Les accidents des anticoagulants représentent la première cause d’accident iatrogène grave. L’indication du traitement dans la fibrillation atriale est à réévaluer en permanence, notamment en raison de la survenue d’évènements intercurrents, et en particulier après la survenue d’un surdosage grave. Il existe néanmoins peu de données de suivi de ces patients dans la vie réelle.

Évaluer la morbi-mortalité à 2 ans des patients hospitalisés pour un surdosage en anticoagulant, traités pour une fibrillation atriale non valvulaire. Le critère d’évaluation principal était le pourcentage de patients pour lesquels au moins un événement médical grave est survenu dans les 2 ans qui suivent une hospitalisation pour surdosage en anticoagulant. Un événement médical grave était défini par la survenue d’un décès, d’une hémorragie grave, d’un surdosage avec un INR supérieur à 6, d’un accident vasculaire cérébral, d’une ischémie aiguë. Les objectifs secondaires étaient notamment de définir le pourcentage de patients pour lesquels le traitement anticoagulant a été interrompu ou poursuivi au cours de l’hospitalisation après une évaluation de la balance bénéfice/risque, de définir les caractéristiques des deux groupes et d’évaluer si la décision d’arrêter le traitement anticoagulant a été suivie par les médecins référents du patient à la sortie d’hospitalisation.

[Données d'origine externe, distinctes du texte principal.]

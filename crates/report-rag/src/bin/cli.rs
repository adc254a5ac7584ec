//! Command line front end: process the report, then ask questions
//!
//! Run with: cargo run -p report-rag --features cli --bin report-rag -- --help

use clap::{Parser, Subcommand};
use console::style;
use indicatif::{ProgressBar, ProgressStyle};
use std::path::PathBuf;
use std::time::Duration;
use tokio_util::sync::CancellationToken;
use tracing_subscriber::{layer::SubscriberExt, util::SubscriberInitExt};

use report_rag::{AppContext, Credentials, ElementKind, ProcessStage, RagConfig};

const BAR_TEMPLATE: &str =
    "{spinner:.green} [{elapsed_precise}] [{bar:40.cyan/blue}] {pos}/{len} {msg}";

#[derive(Parser, Debug)]
#[command(name = "report-rag", version, about = "Ask questions about a financial report")]
struct Cli {
    /// Configuration file (defaults to ./report-rag.toml when present)
    #[arg(short, long, global = true)]
    config: Option<PathBuf>,

    #[command(subcommand)]
    command: Command,
}

#[derive(Subcommand, Debug)]
enum Command {
    /// Extract, summarize, and index the report
    Process {
        /// Document to process (defaults to the configured document)
        path: Option<PathBuf>,
    },
    /// Ask a question about the processed report
    Ask {
        question: String,
        /// Print the retrieved elements the answer was grounded on
        #[arg(long)]
        show_sources: bool,
    },
    /// Show index status
    Status,
}

#[tokio::main]
async fn main() -> anyhow::Result<()> {
    tracing_subscriber::registry()
        .with(
            tracing_subscriber::EnvFilter::try_from_default_env()
                .unwrap_or_else(|_| "report_rag=warn".into()),
        )
        .with(tracing_subscriber::fmt::layer().with_writer(std::io::stderr))
        .init();

    let cli = Cli::parse();
    let config = RagConfig::load(cli.config.as_deref())?;
    let credentials = Credentials::from_env();

    let context = match AppContext::from_config(config, &credentials) {
        Ok(context) => context,
        Err(e) => {
            eprintln!("{} {}", style("error:").red().bold(), e);
            std::process::exit(2);
        }
    };

    match cli.command {
        Command::Process { path } => process(&context, path).await,
        Command::Ask {
            question,
            show_sources,
        } => ask(&context, &question, show_sources).await,
        Command::Status => {
            status(&context);
            Ok(())
        }
    }
}

async fn process(context: &AppContext, path: Option<PathBuf>) -> anyhow::Result<()> {
    let path = path.unwrap_or_else(|| context.config().document_path.0.clone());

    let cancel = CancellationToken::new();
    let on_ctrl_c = cancel.clone();
    tokio::spawn(async move {
        if tokio::signal::ctrl_c().await.is_ok() {
            on_ctrl_c.cancel();
        }
    });

    let pb = ProgressBar::new_spinner();
    pb.enable_steady_tick(Duration::from_millis(120));
    pb.set_message(format!("Parsing {}", path.display()));

    let on_stage = |stage: ProcessStage| match stage {
        ProcessStage::Extracting => {}
        ProcessStage::Summarizing { completed, total } => {
            if pb.length() != Some(total as u64) {
                if let Ok(bar) = ProgressStyle::default_bar().template(BAR_TEMPLATE) {
                    pb.set_style(bar.progress_chars("#>-"));
                }
                pb.set_length(total as u64);
                pb.set_message("Summarizing tables");
            }
            pb.set_position(completed as u64);
        }
        ProcessStage::Indexing => {
            pb.set_style(ProgressStyle::default_spinner());
            pb.set_message("Embedding and indexing");
        }
    };

    let result = context.process_document(&path, &cancel, &on_stage).await;
    pb.finish_and_clear();

    let report = result?;
    println!(
        "{} Found {} text chunks and {} tables.",
        style("✓").green().bold(),
        report.text_elements,
        report.table_elements
    );
    println!(
        "{} System ready: {} records indexed in {:.1}s",
        style("✓").green().bold(),
        report.records,
        report.elapsed_ms as f64 / 1000.0
    );
    Ok(())
}

async fn ask(context: &AppContext, question: &str, show_sources: bool) -> anyhow::Result<()> {
    let answer = match context.ask(question).await {
        Ok(answer) => answer,
        Err(report_rag::Error::NotReady) => {
            eprintln!("{}", style("Please process the document first!").yellow());
            std::process::exit(1);
        }
        Err(e) => return Err(e.into()),
    };

    println!("{}", answer.answer);

    if show_sources {
        println!("\n{}", style("Source elements").bold().underlined());
        for (rank, source) in answer.sources.iter().enumerate() {
            let kind = match source.element.kind {
                ElementKind::Table => style("table").cyan(),
                ElementKind::Text => style("text").dim(),
            };
            println!(
                "\n{} {} (similarity {:.3})",
                style(format!("[{}]", rank + 1)).bold(),
                kind,
                source.similarity
            );
            println!("{}", source.element.content);
        }
    }
    Ok(())
}

fn status(context: &AppContext) {
    let stats = context.stats();
    if !stats.ready {
        println!("{}", style("No index. Run `report-rag process` first.").yellow());
        return;
    }
    println!("{} {}", style("Document:").bold(), stats.document.unwrap_or_default());
    if let Some(built_at) = stats.built_at {
        println!("{} {}", style("Built:").bold(), built_at.to_rfc3339());
    }
    println!(
        "{} {} ({} text, {} table)",
        style("Records:").bold(),
        stats.search_records,
        stats.text_records,
        stats.table_records
    );
}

Il s’agit d’une étude rétrospective, monocentrique, observationnelle et descriptive, portant sur 100 patients consécutifs hospitalisés entre 2011 et 2015. Les critères d’inclusion étaient notamment la fibrillation atriale non valvulaire, tout anticoagulant confondu, un motif d’hospitalisation principal ou associé défini par une hémorragie grave ou un surdosage en anticoagulant avec un INR supérieur à 6. Cent patients (âge moyen : 83±8 ans) ont été inclus. Quatre-vingt-douze pour cent des patients étaient traités par AVK. Au cours de la période de suivi, 73 patients ont présenté un événement médical grave et 50 patients sont décédés. Le traitement anticoagulant avait été interrompu pour 42 patients à l’issue de l’hospitalisation. Les facteurs associés à l’arrêt du traitement étaient un âge moyen plus élevé (84,7 ans vs 81,7 ans ; p=0,06) et un score moyen HASBLED plus élevé (p=0,08), le score CHA2DS2VASc et la proportion de comorbidités n’était pas différents. Il est survenu autant d’événements médicaux graves dans les deux groupes (31/42 vs 42/58). Il existait une tendance non significative à un taux de mortalité à deux ans plus important dans le groupe arrêt du traitement (25/42 vs 25/58). La survenue d’une infection aiguë était la cause de surdosage la plus fréquente (36 %). Le traitement a été plus souvent interrompu en cas d’hémorragie grave à l’admission. En cas de surdosage asymptomatique, le traitement était majoritairement poursuivi à la sortie. La décision d’arrêt du traitement a été suivie par les médecins référents dans 74 % des cas. Il est survenu autant d’événements médicaux graves pour les patients que la consigne d’arrêt du traitement ait été suivie ou non.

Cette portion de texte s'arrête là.